Sexton Daniel J, Spelman Denis
Department of Medicine, Division of Infectious Diseases, Box 3605, Duke University Medical Center, Durham, NC 27710, USA.
Cardiol Clin. 2003 May;21(2):273-82, vii-viii. doi: 10.1016/s0733-8651(03)00031-6.

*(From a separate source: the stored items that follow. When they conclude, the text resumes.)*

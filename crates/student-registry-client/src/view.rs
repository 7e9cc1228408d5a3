use std::cmp::Ordering;

use student_registry_core::{StudentId, StudentRecord};

#[derive(Debug, Clone, Copy, Default, Eq, PartialEq, Hash)]
pub enum SortOrder {
    #[default]
    Asc,
    Desc,
}

impl SortOrder {
    #[must_use]
    pub fn toggled(self) -> Self {
        match self {
            Self::Asc => Self::Desc,
            Self::Desc => Self::Asc,
        }
    }

    #[must_use]
    pub fn as_str(self) -> &'static str {
        match self {
            Self::Asc => "asc",
            Self::Desc => "desc",
        }
    }
}

#[derive(Debug, Clone, Eq, PartialEq)]
pub enum ViewState {
    Loading,
    Ready,
    Failed(String),
}

#[derive(Debug, Clone, Copy, Eq, PartialEq)]
pub enum NotificationKind {
    Success,
    Error,
}

#[derive(Debug, Clone, Eq, PartialEq)]
pub struct Notification {
    pub kind: NotificationKind,
    pub message: String,
}

#[derive(Debug, Clone, Copy, Eq, PartialEq)]
pub enum EmptyReason {
    NoStudents,
    NoMatches,
}

/// What the listing page should render right now.
#[derive(Debug, Clone, Eq, PartialEq)]
pub enum Listing<'a> {
    Loading,
    Failed(&'a str),
    Empty(EmptyReason),
    Rows(Vec<&'a StudentRecord>),
}

/// Records whose name contains `term`, ignoring case. An empty term keeps everything.
#[must_use]
pub fn filter_by_name<'a>(students: &'a [StudentRecord], term: &str) -> Vec<&'a StudentRecord> {
    let needle = term.to_lowercase();
    students.iter().filter(|student| student.name.to_lowercase().contains(&needle)).collect()
}

/// Stable sort on the lowercased name.
pub fn sort_by_name(students: &mut [&StudentRecord], order: SortOrder) {
    students.sort_by(|left, right| {
        let ordering = compare_names(left, right);
        match order {
            SortOrder::Asc => ordering,
            SortOrder::Desc => ordering.reverse(),
        }
    });
}

fn compare_names(left: &StudentRecord, right: &StudentRecord) -> Ordering {
    left.name.to_lowercase().cmp(&right.name.to_lowercase())
}

/// Local cache of the student list plus the page state derived from it.
///
/// Search and sort never touch the server. Mutations are applied from the
/// server's response so the cache mirrors what was actually stored.
#[derive(Debug, Clone)]
pub struct StudentListView {
    state: ViewState,
    students: Vec<StudentRecord>,
    search_term: String,
    sort_order: SortOrder,
    notification: Option<Notification>,
    highlighted: Option<StudentId>,
}

impl Default for StudentListView {
    fn default() -> Self {
        Self::new()
    }
}

impl StudentListView {
    #[must_use]
    pub fn new() -> Self {
        Self {
            state: ViewState::Loading,
            students: Vec::new(),
            search_term: String::new(),
            sort_order: SortOrder::default(),
            notification: None,
            highlighted: None,
        }
    }

    #[must_use]
    pub fn state(&self) -> &ViewState {
        &self.state
    }

    #[must_use]
    pub fn is_ready(&self) -> bool {
        self.state == ViewState::Ready
    }

    pub fn begin_loading(&mut self) {
        self.state = ViewState::Loading;
    }

    /// Finish a load. A failure drops the cached rows and blocks the page.
    pub fn loaded(&mut self, result: Result<Vec<StudentRecord>, String>) {
        match result {
            Ok(students) => {
                self.students = students;
                self.state = ViewState::Ready;
            }
            Err(message) => {
                self.students.clear();
                self.highlighted = None;
                self.state = ViewState::Failed(message);
            }
        }
    }

    #[must_use]
    pub fn search_term(&self) -> &str {
        &self.search_term
    }

    pub fn set_search_term(&mut self, term: impl Into<String>) {
        self.search_term = term.into();
    }

    #[must_use]
    pub fn sort_order(&self) -> SortOrder {
        self.sort_order
    }

    pub fn set_sort_order(&mut self, order: SortOrder) {
        self.sort_order = order;
    }

    pub fn toggle_sort_order(&mut self) {
        self.sort_order = self.sort_order.toggled();
    }

    /// Cached rows in server order, regardless of search and sort.
    #[must_use]
    pub fn students(&self) -> &[StudentRecord] {
        &self.students
    }

    /// Search-filtered and sorted rows. Empty unless the view is ready.
    #[must_use]
    pub fn visible_students(&self) -> Vec<&StudentRecord> {
        if !self.is_ready() {
            return Vec::new();
        }
        let mut visible = filter_by_name(&self.students, &self.search_term);
        sort_by_name(&mut visible, self.sort_order);
        visible
    }

    #[must_use]
    pub fn visible_count(&self) -> usize {
        self.visible_students().len()
    }

    #[must_use]
    pub fn total_count(&self) -> usize {
        self.students.len()
    }

    #[must_use]
    pub fn listing(&self) -> Listing<'_> {
        match &self.state {
            ViewState::Loading => Listing::Loading,
            ViewState::Failed(message) => Listing::Failed(message),
            ViewState::Ready => {
                let visible = self.visible_students();
                if !visible.is_empty() {
                    Listing::Rows(visible)
                } else if self.students.is_empty() {
                    Listing::Empty(EmptyReason::NoStudents)
                } else {
                    Listing::Empty(EmptyReason::NoMatches)
                }
            }
        }
    }

    #[must_use]
    pub fn notification(&self) -> Option<&Notification> {
        self.notification.as_ref()
    }

    pub fn dismiss_notification(&mut self) {
        self.notification = None;
    }

    #[must_use]
    pub fn highlighted(&self) -> Option<StudentId> {
        self.highlighted
    }

    pub fn clear_highlight(&mut self) {
        self.highlighted = None;
    }

    pub fn apply_created(&mut self, student: StudentRecord) {
        self.notify(NotificationKind::Success, format!("Added student \"{}\"", student.name));
        self.highlighted = Some(student.id);
        self.students.push(student);
    }

    /// Replace the cached row with the server's copy; unknown ids are appended.
    pub fn apply_updated(&mut self, student: StudentRecord) {
        self.notify(NotificationKind::Success, format!("Updated student \"{}\"", student.name));
        self.highlighted = Some(student.id);
        match self.students.iter_mut().find(|cached| cached.id == student.id) {
            Some(cached) => *cached = student,
            None => self.students.push(student),
        }
    }

    pub fn apply_deleted(&mut self, student: &StudentRecord) {
        self.notify(NotificationKind::Success, format!("Deleted student \"{}\"", student.name));
        self.students.retain(|cached| cached.id != student.id);
        if self.highlighted == Some(student.id) {
            self.highlighted = None;
        }
    }

    /// Record a failed mutation. The cached list is left as it was.
    pub fn mutation_failed(&mut self, message: impl Into<String>) {
        self.notify(NotificationKind::Error, message.into());
    }

    fn notify(&mut self, kind: NotificationKind, message: String) {
        self.notification = Some(Notification { kind, message });
    }
}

The most important complications of endocarditis are congestive heart failure, paravalvular abscess formation, and embolism, especially stroke. In addition, endocarditis may be complicated by septic arthritis, vertebral osteomyelitis, pericarditis, metastatic abscesses and an array of renal problems ranging from immune-complex glomerulonephritis to renal abscesses. Adverse reactions associated with medical treatment of endocarditis can also result in significant complications such as ototoxicity and nephrotoxicity, skin rashes, and serum sickness. This review focuses on the cardiac, embolic, neurologic and renal complications of endocarditis and discusses how these complications influence the clinical management of individual cases in daily practice.
心内膜炎最重要的并发症是充血性心力衰竭、瓣周脓肿形成和栓塞,尤其是中风。此外,心内膜炎可能并发化脓性关节炎、脊椎骨髓炎、心包炎、转移性脓肿以及一系列肾脏问题,从免疫复合物性肾小球肾炎到肾脓肿。与心内膜炎药物治疗相关的不良反应也可能导致严重并发症,如耳毒性和肾毒性、皮疹以及血清病。本综述重点关注心内膜炎的心脏、栓塞、神经和肾脏并发症,并讨论这些并发症如何在日常实践中影响个别病例的临床管理。